Tax calculation regarding
sukhjinder singh
(Querist) 08 January 2015
This query is : Resolved
sir, i am govt employee. I received my salary of Jan and Feb 2013 in may 2014. Now in this financial year 2014-15. i have to pay the income tax of 14 months. Kindly guide me how can i calculate the tax of Jan and Feb 2013 and 2014-15. Kindly give me suggestion.
sanjeev kumar goel
(Expert) 09 January 2015
Mr Sukhjinder Singh you are government employee so what were the reasons to not get the salary for the months of Jan and Feb 2013 in due course? Have you filed your Income tax returns for the financial years 2012-2013 and 2013-2014??
if you have filed your previous years returns and had not include the salary for the months of Jan & Feb 2013 in the year 2012-2013 then you can get the benefit of section 89(1) of Income tax Act in the year 2014-2015 if your tax slab changes in the year 2014-2015 from the year 2012-2013 and if the slab rate remains unchanged then no need to go for section 89(1). For taking the benefit of section 89(1) you have to calculate your tax liabilities for both the years and also the difference of tax payable then only it will be advisable to get the benefit of section 89(1) as you have not provided the details of your salary for both the years mentioned by you.
sanjeev kumar goel
(Expert) 09 January 2015
Mr Sukhjinderjit singh if you want more clarifications then you may contact me eiter on my cell 09899390850 or e-mail: adv.sanjeevgoel@gmail.com
thanks

Guest
(Expert) 09 January 2015
In fact for the year 2013-14, when your salary was due to be paid to you, but expected to be paid after the close of the year, you could well have shown your salary income including your salary due for the months of January and February 2013 in return of that year and paid tax, if due, accordingly. Now, it is better you file revised return for the year 2013-14 by including your salary due and pay the edifference of tax for the year 2013-14, if due, along with interest. The return for the year 2014-15 can show 12 months salary (2014-15) to be filed before the due date.
Rajendra K Goyal
(Expert) 09 January 2015
Agree with the expert sanjeev kumar goel.

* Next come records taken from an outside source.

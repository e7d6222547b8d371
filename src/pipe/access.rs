// Unless explicitly stated otherwise all files in this repository are licensed
// under the MIT/Apache-2.0 License, at your convenience

//! Access pipes: how a node is reached. Local access is a bash
//! pass-through (handled directly in the pipe dispatch); this module holds
//! the ssh tunnel and its password automaton.

use crate::context::Context;
use crate::error::{Result, SweepError};
use crate::pipe::{ExpectOutcome, ExpectRule};
use crate::util::mget_str;
use serde_yaml::Mapping;
use tracing::debug;

const SSH_BINARY: &str = "/usr/bin/ssh";
const PASSWORD_PROMPT: &str = "[Pp]assword:";

/// Tunnel the wrapped command through the system ssh client. `-t` keeps a
/// tty on the far side so line buffering and prompts survive the hop.
pub struct SshAccess {
    username: String,
    host: String,
    key: Option<String>,
    password: Option<String>,
}

impl SshAccess {
    pub fn configure(config: &Mapping, context: &Context) -> Result<SshAccess> {
        let username = mget_str(config, "username")
            .ok_or_else(|| SweepError::spec("ssh access requires a 'username'"))?
            .to_string();
        let host = match mget_str(config, "host") {
            Some(host) => host.to_string(),
            None => context
                .get_str("node.host")
                .ok_or_else(|| SweepError::spec("ssh access requires a 'host'"))?
                .to_string(),
        };
        Ok(SshAccess {
            username,
            host,
            key: mget_str(config, "key").map(str::to_string),
            password: mget_str(config, "password").map(str::to_string),
        })
    }

    pub fn base_cmdline(&self) -> Vec<String> {
        let mut args: Vec<String> = [
            SSH_BINARY,
            "-t",
            "-q",
            "-o",
            "UserKnownHostsFile=/dev/null",
            "-o",
            "StrictHostKeyChecking=no",
        ]
        .iter()
        .map(|s| s.to_string())
        .collect();
        if self.password.is_some() {
            args.push("-o".to_string());
            args.push("PreferredAuthentications=password".to_string());
        }
        if let Some(key) = &self.key {
            args.push("-i".to_string());
            args.push(key.clone());
        }
        args.push(format!("{}@{}", self.username, self.host));
        args.push("--".to_string());
        args
    }

    /// The password automaton, when a password is configured. Installed
    /// with `call_always` so the disappearance of the prompt can be
    /// observed too.
    pub fn expect_rules(&self) -> Result<Vec<ExpectRule>> {
        let password = match &self.password {
            Some(password) => password.clone(),
            None => return Ok(Vec::new()),
        };
        Ok(vec![password_rule(self.host.clone(), password)?])
    }
}

/// State machine over the tty lines:
///
/// * first prompt: remember the line, type the password
/// * the same prompt again: the password was wrong
/// * a different prompt: a chained gateway's downstream hop is asking;
///   we are through, leave the line to the next rule in scan order
/// * any other line after we typed: authenticated, retire silently
pub(crate) fn password_rule(host: String, password: String) -> Result<ExpectRule> {
    let mut sent_line = String::new();
    ExpectRule::call(PASSWORD_PROMPT, true, move |line, matched| {
        if matched {
            if sent_line.is_empty() {
                sent_line = line.to_string();
                debug!(host = %host, "Password prompt detected, authenticating");
                return ExpectOutcome {
                    reply: Some(format!("{}\r\n\r\n", password)),
                    remove: false,
                    handled: true,
                    error: None,
                };
            }
            if sent_line == line {
                return ExpectOutcome {
                    reply: None,
                    remove: true,
                    handled: true,
                    error: Some(SweepError::InvalidCredentials(host.clone())),
                };
            }
            // Downstream hop prompting; pass the line along
            return ExpectOutcome {
                reply: None,
                remove: true,
                handled: false,
                error: None,
            };
        }
        if !sent_line.is_empty() {
            debug!(host = %host, "Password prompt gone, authenticated");
            return ExpectOutcome {
                reply: None,
                remove: true,
                handled: false,
                error: None,
            };
        }
        ExpectOutcome::ignored()
    })
}

#[cfg(test)]
mod tests {
    use super::*;

    fn ssh(config: &str, ctx: &Context) -> SshAccess {
        let map: Mapping = serde_yaml::from_str(config).unwrap();
        SshAccess::configure(&map, ctx).unwrap()
    }

    #[test]
    fn cmdline_shape() {
        let access = ssh("{username: bench, host: farm01}", &Context::new());
        let args = access.base_cmdline();
        assert_eq!(args[0], "/usr/bin/ssh");
        assert!(args.contains(&"bench@farm01".to_string()));
        assert!(!args.contains(&"PreferredAuthentications=password".to_string()));
        assert_eq!(args.last().unwrap(), "--");
    }

    #[test]
    fn password_forces_password_auth() {
        let access = ssh("{username: bench, host: farm01, password: s3cret}", &Context::new());
        let args = access.base_cmdline();
        assert!(args.contains(&"PreferredAuthentications=password".to_string()));
        assert_eq!(access.expect_rules().unwrap().len(), 1);
    }

    #[test]
    fn host_falls_back_to_node() {
        let mut ctx = Context::new();
        ctx.set("node", serde_yaml::from_str("{host: fallback.example}").unwrap());
        let access = ssh("{username: bench}", &ctx);
        assert!(access
            .base_cmdline()
            .contains(&"bench@fallback.example".to_string()));
    }

    #[test]
    fn keyfile_is_passed_before_the_destination() {
        let access = ssh("{username: bench, host: h, key: /home/bench/.ssh/id_bench}", &Context::new());
        let args = access.base_cmdline();
        let key_pos = args.iter().position(|a| a == "-i").unwrap();
        let dest_pos = args.iter().position(|a| a == "bench@h").unwrap();
        assert!(key_pos < dest_pos);
        assert_eq!(args[key_pos + 1], "/home/bench/.ssh/id_bench");
    }

    #[test]
    fn auth_succeeds_when_prompt_disappears() {
        let mut rule = password_rule("farm01".into(), "s3cret".into()).unwrap();
        let out = rule.feed("Password:").unwrap();
        assert_eq!(out.reply.as_deref(), Some("s3cret\r\n\r\n"));
        assert!(!out.remove);
        assert!(out.handled);
        // Next line is ordinary output: authenticated, rule retires
        let out = rule.feed("Linux farm01 6.1.0").unwrap();
        assert!(out.remove);
        assert!(!out.handled);
        assert!(out.error.is_none());
    }

    #[test]
    fn repeated_prompt_is_invalid_credentials() {
        let mut rule = password_rule("farm01".into(), "wrong".into()).unwrap();
        rule.feed("Password:").unwrap();
        let out = rule.feed("Password:").unwrap();
        assert!(matches!(out.error, Some(SweepError::InvalidCredentials(_))));
    }

    #[test]
    fn different_prompt_means_downstream_hop() {
        let mut rule = password_rule("gw".into(), "s3cret".into()).unwrap();
        rule.feed("gw password:").unwrap();
        let out = rule.feed("inner password:").unwrap();
        assert!(out.remove);
        assert!(!out.handled);
        assert!(out.error.is_none());
    }
}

The procedure for computing the relief u/s 89(1)is given in rule 21A.
sanjeev kumar goel
(Expert) 09 January 2015
Mr P S Dhingra ji filling of revised return is not the option as the revised return can only be filed when the original return has been filed within stipulated time. If the original return was a belated return then revised return cannot be filed. The only option in this case is to take the benefit of section 89(1) of IT Act.
sanjeev kumar goel
(Expert) 09 January 2015
Thanks Mr Rajendra Kumar Goyal ji for being agreed with my views.

Guest
(Expert) 09 January 2015
Sanjeev ji,
Thanks for keeping me updated. However, I have made a mention of REVISED return, which can be made when original exists, as already confirmed by you in your present post. Naturally, I made a mention of the word, "revised", with the assumption that the author would have filed the original return in time. You would like to recheck his query where the author did not state that he had not submitted any return for the FY 2013-14.
P. Venu
(Expert) 10 January 2015
As a Government employee, your IT return is based on the Form 16 issued by your DDO. As such there is no question filing return on the basis of anticipated salary. As rightly suggested, You can work out the tax liability in terms of Section 89 and avail of the benefit, if any.
Dr J C Vashista
(Expert) 15 January 2015
I agree with the experts advise, file your return on the basis of Form 16.
However, it is not understood why your salary was not released/paid for 14 months, you did not disclose?